Stored items
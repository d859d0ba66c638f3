//! Desktop viewer: a winit window driving an [`Engine`] over [`GpuBackend`].
//!
//! | Key | Action |
//! |-----|--------|
//! | `1`–`7` | morph to the n-th shape |
//! | `P` | next palette |
//! | `Space` | skill wave from the window center |
//! | `Esc` | quit |

use std::sync::Arc;

use glam::Vec2;
use log::{error, info, warn};
use winit::{
    application::ApplicationHandler,
    event::{ElementState, KeyEvent, WindowEvent},
    event_loop::{ActiveEventLoop, EventLoop},
    keyboard::{KeyCode, PhysicalKey},
    window::{Window, WindowId},
};

use crate::config::EngineConfig;
use crate::engine::Engine;
use crate::error::EngineError;
use crate::gpu::GpuBackend;
use crate::shapes::ShapeId;
use crate::time::WallClock;

struct App {
    config: EngineConfig,
    window: Option<Arc<Window>>,
    engine: Option<Engine<GpuBackend>>,
    wall: WallClock,
    failure: Option<EngineError>,
}

impl App {
    fn new(config: EngineConfig) -> Self {
        Self { config, window: None, engine: None, wall: WallClock::new(), failure: None }
    }

    fn start(&mut self, event_loop: &ActiveEventLoop) -> Result<(), EngineError> {
        let window_attrs = Window::default_attributes()
            .with_title(self.config.name.clone())
            .with_inner_size(winit::dpi::LogicalSize::new(1280, 720));
        let window = Arc::new(
            event_loop
                .create_window(window_attrs)
                .map_err(|e| EngineError::RenderBackendUnavailable(e.to_string()))?,
        );
        let backend = pollster::block_on(GpuBackend::new(window.clone()))?;
        let mut engine = Engine::new(self.config.clone(), backend)?;
        engine.on_visibility(true);
        window.request_redraw();
        self.window = Some(window);
        self.engine = Some(engine);
        self.wall = WallClock::new();
        Ok(())
    }

    fn handle_key(engine: &mut Engine<GpuBackend>, code: KeyCode, event_loop: &ActiveEventLoop) {
        let digit = match code {
            KeyCode::Digit1 => Some(0),
            KeyCode::Digit2 => Some(1),
            KeyCode::Digit3 => Some(2),
            KeyCode::Digit4 => Some(3),
            KeyCode::Digit5 => Some(4),
            KeyCode::Digit6 => Some(5),
            KeyCode::Digit7 => Some(6),
            _ => None,
        };
        if let Some(shape) = digit.and_then(|i| ShapeId::ALL.get(i).copied()) {
            if let Err(err) = engine.request_shape(shape) {
                info!("{}", err);
            }
            return;
        }
        match code {
            KeyCode::KeyP => {
                engine.cycle_palette();
            }
            KeyCode::Space => {
                let viewport = engine.viewport();
                let center = Vec2::new(viewport.width as f32, viewport.height as f32) * 0.5;
                let count = engine.default_wave_count();
                engine.skill_wave(center, count);
            }
            KeyCode::Escape => event_loop.exit(),
            _ => {}
        }
    }
}

impl ApplicationHandler for App {
    fn resumed(&mut self, event_loop: &ActiveEventLoop) {
        if self.window.is_none() {
            if let Err(err) = self.start(event_loop) {
                error!("viewer failed to start: {}", err);
                self.failure = Some(err);
                event_loop.exit();
            }
        }
    }

    fn window_event(&mut self, event_loop: &ActiveEventLoop, _id: WindowId, event: WindowEvent) {
        let Some(engine) = &mut self.engine else {
            return;
        };
        if engine.on_window_event(&event) {
            return;
        }
        match event {
            WindowEvent::CloseRequested => {
                event_loop.exit();
            }
            WindowEvent::Resized(physical_size) => {
                engine.backend_mut().resize(physical_size.width, physical_size.height);
                engine.on_resize(physical_size.width, physical_size.height);
            }
            WindowEvent::KeyboardInput {
                event: KeyEvent { physical_key: PhysicalKey::Code(code), state: ElementState::Pressed, repeat: false, .. },
                ..
            } => Self::handle_key(engine, code, event_loop),
            WindowEvent::RedrawRequested => {
                engine.tick(self.wall.lap());
                if let Some(window) = &self.window {
                    window.request_redraw();
                }
            }
            _ => {}
        }
    }
}

/// Open a window and run `config` until it is closed.
pub fn run(config: EngineConfig) -> Result<(), EngineError> {
    config.validate()?;
    let event_loop = EventLoop::new().map_err(|e| EngineError::RenderBackendUnavailable(e.to_string()))?;
    let mut app = App::new(config);
    if let Err(err) = event_loop.run_app(&mut app) {
        warn!("event loop ended with error: {}", err);
    }
    match app.failure {
        Some(err) => Err(err),
        None => Ok(()),
    }
}
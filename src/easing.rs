//! Easing curves over `t ∈ [0, 1]`.
//!
//! Transitions use [`ease_in_out_quint`]; it is monotonic and never
//! overshoots. The cubic and back-out curves are kept for callers that want
//! a softer or springier feel.
//!
//! | Curve | Overshoot |
//! |-------|-----------|
//! | [`Easing::Quint`] | no |
//! | [`Easing::Cubic`] | no |
//! | [`Easing::BackOut`] | yes, ~10% past 1 |

use serde::{Deserialize, Serialize};

/// Selectable easing curve.
#[derive(Debug, Clone, Copy, PartialEq, Eq, Default, Serialize, Deserialize)]
#[serde(rename_all = "snake_case")]
pub enum Easing {
    #[default]
    Quint,
    Cubic,
    BackOut,
}

impl Easing {
    /// Evaluate the curve. `t` is clamped to `[0, 1]` first.
    pub fn apply(&self, t: f32) -> f32 {
        let t = t.clamp(0.0, 1.0);
        match self {
            Easing::Quint => ease_in_out_quint(t),
            Easing::Cubic => ease_in_out_cubic(t),
            Easing::BackOut => ease_out_back(t),
        }
    }
}

/// `16t⁵` for the first half, `1 - (-2t + 2)⁵ / 2` for the second.
#[inline]
pub fn ease_in_out_quint(t: f32) -> f32 {
    if t < 0.5 {
        16.0 * t.powi(5)
    } else {
        1.0 - (-2.0 * t + 2.0).powi(5) / 2.0
    }
}

#[inline]
pub fn ease_in_out_cubic(t: f32) -> f32 {
    if t < 0.5 {
        4.0 * t.powi(3)
    } else {
        1.0 - (-2.0 * t + 2.0).powi(3) / 2.0
    }
}

#[inline]
pub fn ease_out_back(t: f32) -> f32 {
    const C1: f32 = 1.70158;
    const C3: f32 = C1 + 1.0;
    1.0 + C3 * (t - 1.0).powi(3) + C1 * (t - 1.0).powi(2)
}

» Required action
Which lines above hold the string "ApplicationHandler"? Please copy all of them.

» Solution below
    application::ApplicationHandler,
impl ApplicationHandler for App {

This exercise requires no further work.